+++ Data section +++

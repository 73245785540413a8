use super::rates::{annuity_future_value_factor, monthly_rate_from_annual};
use super::types::{AdditionalSavingsNeeded, PlanInput};

// Return and step-up rates closer than this are treated as equal.
const RATE_GAP_EPSILON: f64 = 1e-4;
// Below this monthly rate the fixed top-up uses the zero-interest limit.
const MONTHLY_RATE_EPSILON: f64 = 1e-12;

pub fn shortfall(required_corpus: f64, balance_at_retirement: f64) -> f64 {
    (required_corpus - balance_at_retirement).max(0.0)
}

pub fn top_up(shortfall: f64, input: &PlanInput) -> AdditionalSavingsNeeded {
    top_up_with_step_up(shortfall, input, input.step_up_rate() * 100.0)
}

pub fn top_up_with_step_up(
    shortfall: f64,
    input: &PlanInput,
    step_up_pct: f64,
) -> AdditionalSavingsNeeded {
    if shortfall <= 0.0 {
        return AdditionalSavingsNeeded::default();
    }
    let years_to_retirement = input.years_to_retirement();
    if years_to_retirement <= 0 {
        return AdditionalSavingsNeeded::default();
    }

    let years = years_to_retirement as f64;
    let annual_return = input.expected_return();
    let monthly_rate = monthly_rate_from_annual(annual_return);

    AdditionalSavingsNeeded {
        fixed_monthly: fixed_top_up(shortfall, monthly_rate, years * 12.0),
        step_up_monthly: step_up_top_up(
            shortfall,
            annual_return,
            monthly_rate,
            step_up_pct / 100.0,
            years,
        ),
    }
}

fn fixed_top_up(shortfall: f64, monthly_rate: f64, months: f64) -> f64 {
    if monthly_rate.abs() < MONTHLY_RATE_EPSILON {
        return shortfall / months;
    }
    shortfall * monthly_rate / ((1.0 + monthly_rate).powf(months) - 1.0)
}

fn step_up_top_up(
    shortfall: f64,
    annual_return: f64,
    monthly_rate: f64,
    step_up_rate: f64,
    years: f64,
) -> f64 {
    let year_factor = annuity_future_value_factor(monthly_rate, 12.0);
    if (annual_return - step_up_rate).abs() < RATE_GAP_EPSILON {
        return shortfall / (year_factor * years);
    }
    shortfall * (annual_return - step_up_rate)
        / (year_factor * ((1.0 + annual_return).powf(years) - (1.0 + step_up_rate).powf(years)))
}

+++

Assignment:
Take the word "super" and find each line of the material that contains it. Copy those lines.

Answer for this exercise:
use super::rates::{annuity_future_value_factor, monthly_rate_from_annual};
use super::types::{AdditionalSavingsNeeded, PlanInput};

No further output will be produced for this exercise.